Une augmentation de la pression transmembranaire (TMP) peut entraîner une réduction du débit de perméat, une rupture des fibres de la membrane et une défaillance complète du module, le remplacement coûtant des centaines de milliers de dollars. Ce qui est encore plus gênant, c'est que les coups de bélier sont rarement provoqués par un seul facteur ; la cause profonde reste insaisissable, et les problèmes reviennent à plusieurs reprises.
Les causes profondes des coups de bélier sont généralement les mêmes. Comprendre ces causes apporte de la clarté et évite la panique lors du dépannage.

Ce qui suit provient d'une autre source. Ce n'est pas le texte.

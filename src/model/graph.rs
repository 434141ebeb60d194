//! Indicator dependency graph analysis.
//!
//! Builds a directed graph of `calculated indicator → referenced indicator`
//! edges and lists every dependency cycle. The formula expander has its own
//! cycle guard and never needs this pass; the graph exists for the `check`
//! command, which reports cycles to the operator before a batch run.

use std::collections::HashMap;

use petgraph::algo::tarjan_scc;
use petgraph::graph::{DiGraph, NodeIndex};
use regex::Regex;

use super::IndicatorIndex;

/// Directed graph of indicator references.
#[derive(Debug)]
pub struct DependencyGraph {
    graph: DiGraph<String, ()>,
    nodes: HashMap<String, NodeIndex>,
}

impl DependencyGraph {
    /// Build the reference graph for an index. `reference` is the compiled
    /// formula-reference pattern (see [`crate::expand::reference_regex`]);
    /// its first capture group is the referenced code.
    pub fn build(index: &IndicatorIndex, reference: &Regex) -> Self {
        let mut graph = DiGraph::new();
        let mut nodes: HashMap<String, NodeIndex> = HashMap::new();

        // Insert nodes in stable order so SCC output is reproducible.
        for code in index.sorted_codes() {
            let idx = graph.add_node(code.to_string());
            nodes.insert(code.to_string(), idx);
        }

        for code in index.sorted_codes() {
            let ind = match index.get(code) {
                Some(ind) => ind,
                None => continue,
            };
            let expr = match &ind.expression {
                Some(expr) => expr,
                None => continue,
            };
            let from = nodes[code];
            for cap in reference.captures_iter(expr) {
                let referenced = cap[1].to_string();
                let to = *nodes
                    .entry(referenced.clone())
                    .or_insert_with(|| graph.add_node(referenced));
                graph.add_edge(from, to, ());
            }
        }

        Self { graph, nodes }
    }

    pub fn node_count(&self) -> usize {
        self.graph.node_count()
    }

    pub fn edge_count(&self) -> usize {
        self.graph.edge_count()
    }

    /// Whether `from` references `to` directly.
    pub fn references(&self, from: &str, to: &str) -> bool {
        match (self.nodes.get(from), self.nodes.get(to)) {
            (Some(&a), Some(&b)) => self.graph.find_edge(a, b).is_some(),
            _ => false,
        }
    }

    /// List every dependency cycle as the codes of its strongly connected
    /// component. Single nodes count only when they reference themselves.
    /// Each cycle and the overall listing are sorted for stable diagnostics.
    pub fn cycles(&self) -> Vec<Vec<String>> {
        let sccs = tarjan_scc(&self.graph);

        let mut cycles: Vec<Vec<String>> = sccs
            .into_iter()
            .filter(|scc| {
                if scc.len() == 1 {
                    let idx = scc[0];
                    self.graph.find_edge(idx, idx).is_some()
                } else {
                    true
                }
            })
            .map(|scc| {
                let mut codes: Vec<String> = scc
                    .into_iter()
                    .map(|idx| self.graph[idx].clone())
                    .collect();
                codes.sort_by(|a, b| match (a.parse::<u64>(), b.parse::<u64>()) {
                    (Ok(x), Ok(y)) => x.cmp(&y),
                    _ => a.cmp(b),
                });
                codes
            })
            .collect();

        cycles.sort();
        cycles
    }
}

Accumulation d'encrassement des membranes - Le tueur le plus courant mais le plus sous-estimé
L’augmentation de la pression transmembranaire est principalement causée par l’encrassement de la membrane. Pendant le fonctionnement, la matière organique dissoute, les particules colloïdales et les matières en suspension du mélange de boues se déposent continuellement sur la surface de la membrane et dans les pores, formant une couche de gel et une couche de gâteau de filtration. Plus cette « coque » est épaisse, plus la résistance à l’eau est grande, augmentant naturellement la différence de pression.

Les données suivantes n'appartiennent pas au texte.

use indsql::config::Settings;
use indsql::sql::callsite::{CallSiteScanner, WindowArg};

fn scanner() -> CallSiteScanner {
    let settings = Settings::default();
    CallSiteScanner::new(&settings.rewrite, &settings.inline)
}

const QUERY: &str = "\
SELECT
  mo.name,
  json_build_array('get-indicator-value', mo.id, '1017', '2024-01-01', '2024-12-31') AS ind1017,
  json_build_array('row-meta', mo.id) AS meta,
  JSON_BUILD_ARRAY('get-indicator-value', mo.id, '1020', '2024-01-01', '2024-12-31') AS ind1020,
  existing AS ind7
FROM monitoring.monitoring_object mo";

#[test]
fn test_discovery_finds_only_marked_calls_in_order() {
    let calls = scanner().lookup_calls(QUERY).unwrap();
    assert_eq!(calls.len(), 2);
    assert_eq!(calls[0].code, "1017");
    assert_eq!(calls[1].code, "1020");
    // The head match is case-insensitive.
    assert!(QUERY[calls[1].span.clone()].starts_with("JSON_BUILD_ARRAY"));
}

#[test]
fn test_spans_cover_alias_and_trailing_comma() {
    let calls = scanner().lookup_calls(QUERY).unwrap();
    for call in &calls {
        let text = &QUERY[call.span.clone()];
        assert!(text.ends_with(','), "span should include the comma: {:?}", text);
        assert!(text.contains("AS ind"));
        assert!(call.trailing_comma);
    }
}

#[test]
fn test_aliased_codes_include_non_lookup_aliases() {
    let codes = scanner().aliased_codes(QUERY);
    assert!(codes.contains("7"));
    assert!(codes.contains("1017"));
    assert!(codes.contains("1020"));
}

#[test]
fn test_window_arguments_are_verbatim() {
    let calls = scanner().lookup_calls(QUERY).unwrap();
    assert_eq!(calls[0].object, "mo.id");
    assert_eq!(calls[0].period_start, "'2024-01-01'");
    assert_eq!(calls[0].period_end, "'2024-12-31'");
}

#[test]
fn test_inline_discovery_distinguishes_shapes() {
    let sql = "\
SELECT
  monitoring.indicator_value_on_year(mo.id, NULL, '12', 2022) AS a,
  monitoring.indicator_value_on_period(mo.id, NULL, '13', '2022-01-01', '2022-12-31') AS b
FROM mo";
    let calls = scanner().inline_calls(sql).unwrap();
    assert_eq!(calls.len(), 2);
    assert_eq!(calls[0].window, WindowArg::Year("2022".to_string()));
    assert!(matches!(
        calls[1].window,
        WindowArg::Period { ref start, .. } if start == "'2022-01-01'"
    ));
    // Spans cover the call only, not the alias.
    assert!(sql[calls[0].span.clone()].ends_with(')'));
}

#[test]
fn test_suffixed_function_names_do_not_match() {
    // indicator_value_on_period_for_object is a different function.
    let sql =
        "SELECT monitoring.indicator_value_on_period_for_object(mo.id, '13', '2022-01-01', '2022-12-31') FROM mo";
    assert!(scanner().inline_calls(sql).unwrap().is_empty());
}

#[test]
fn test_custom_settings_change_patterns() {
    let mut settings = Settings::default();
    settings.rewrite.lookup_function = "jsonb_build_array".to_string();
    settings.rewrite.lookup_marker = "ind-lookup".to_string();
    settings.rewrite.alias_prefix = "metric".to_string();
    let scanner = CallSiteScanner::new(&settings.rewrite, &settings.inline);

    let sql = "SELECT jsonb_build_array('ind-lookup', mo.id, '5', '2024-01-01', '2024-12-31') AS metric5, x AS metric9 FROM t";
    let calls = scanner.lookup_calls(sql).unwrap();
    assert_eq!(calls.len(), 1);
    assert_eq!(calls[0].alias_code.as_deref(), Some("5"));
    assert!(scanner.aliased_codes(sql).contains("9"));
}
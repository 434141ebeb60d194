//! Recursive formula expansion.
//!
//! A calculated indicator's formula references other indicators as
//! `i<code>` tokens. The [`Expander`] rewrites such a formula in terms of
//! base (measured) indicators only, substituting every calculated reference
//! with its own parenthesized expansion and collecting the base codes
//! reached along the way.
//!
//! Cycles terminate: a code already being expanded on the current path is
//! left as an inert `i<code>` placeholder and contributes no base codes.
//! Unknown codes are treated the same way.

use std::collections::HashSet;

use regex::Regex;
use serde::Serialize;

use crate::model::IndicatorIndex;

/// Compile the formula-reference pattern for a given prefix (default `i`).
/// The first capture group is the referenced code. Word boundaries keep the
/// pattern from matching inside longer identifiers such as `ind10`.
pub fn reference_regex(prefix: &str) -> Regex {
    // The prefix is escaped, so the pattern is always valid.
    Regex::new(&format!(r"\b{}(\d+)\b", regex::escape(prefix))).unwrap()
}

/// Result of expanding one indicator code.
#[derive(Debug, Clone, PartialEq, Serialize)]
pub struct Expansion {
    /// The code that was expanded.
    pub code: String,
    /// Formula with every calculated reference substituted down to base
    /// placeholders (`i<code>`). For a base or unknown code this is just
    /// the placeholder itself.
    pub expression: String,
    /// Base codes transitively required, deduplicated, in first-appearance
    /// order. Appearance order is what makes downstream block emission
    /// deterministic.
    pub base_codes: Vec<String>,
}

/// Expands calculated-indicator formulas against a read-only index.
#[derive(Debug)]
pub struct Expander<'a> {
    index: &'a IndicatorIndex,
    reference: Regex,
    prefix: String,
}

impl<'a> Expander<'a> {
    pub fn new(index: &'a IndicatorIndex, prefix: &str) -> Self {
        Self {
            index,
            reference: reference_regex(prefix),
            prefix: prefix.to_string(),
        }
    }

    /// The compiled reference pattern, shared with dependency analysis.
    pub fn reference(&self) -> &Regex {
        &self.reference
    }

    /// Expand one code. Every call starts from clean state; accumulators
    /// are never reused across unrelated codes.
    pub fn expand(&self, code: &str) -> Expansion {
        let mut path = HashSet::new();
        let mut base_codes = Vec::new();
        let mut seen = HashSet::new();
        let expression = self.expand_inner(code, &mut path, &mut base_codes, &mut seen);
        Expansion {
            code: code.to_string(),
            expression,
            base_codes,
        }
    }

    fn placeholder(&self, code: &str) -> String {
        format!("{}{}", self.prefix, code)
    }

    fn expand_inner(
        &self,
        code: &str,
        path: &mut HashSet<String>,
        base_codes: &mut Vec<String>,
        seen: &mut HashSet<String>,
    ) -> String {
        // Cycle: this code is already being expanded further up the path.
        if path.contains(code) {
            return self.placeholder(code);
        }

        let indicator = match self.index.get(code) {
            Some(ind) => ind,
            // Unknown code: unresolvable leaf, not a base indicator.
            None => return self.placeholder(code),
        };

        let expr = match &indicator.expression {
            Some(expr) if !indicator.is_base() => expr.clone(),
            // Base indicator (or calculated with a missing formula).
            _ => {
                if seen.insert(code.to_string()) {
                    base_codes.push(code.to_string());
                }
                return self.placeholder(code);
            }
        };

        path.insert(code.to_string());

        let mut out = String::with_capacity(expr.len());
        let mut last = 0;
        for cap in self.reference.captures_iter(&expr) {
            let whole = cap.get(0).expect("capture 0 always present");
            let referenced = &cap[1];
            out.push_str(&expr[last..whole.start()]);
            let sub = self.expand_inner(referenced, path, base_codes, seen);
            out.push('(');
            out.push_str(&sub);
            out.push(')');
            last = whole.end();
        }
        out.push_str(&expr[last..]);

        // Path set, not a visited set: siblings may expand this code again.
        path.remove(code);

        out
    }
}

De nombreuses personnes croient à tort qu’un rétrolavage régulier en ligne suffit. En réalité, le lavage à contre-courant en ligne élimine uniquement les dépôts libres à la surface de la membrane et est presque impuissant contre les salissures organiques et biologiques qui ont pénétré profondément dans les pores de la membrane. En particulier lorsque l'influent contient une grande quantité de métabolites microbiens dissous (SMP), un biofilm collant adhère à la paroi interne des pores de la membrane, qui ne peut pas être éliminé par un lavage à contre-courant régulier.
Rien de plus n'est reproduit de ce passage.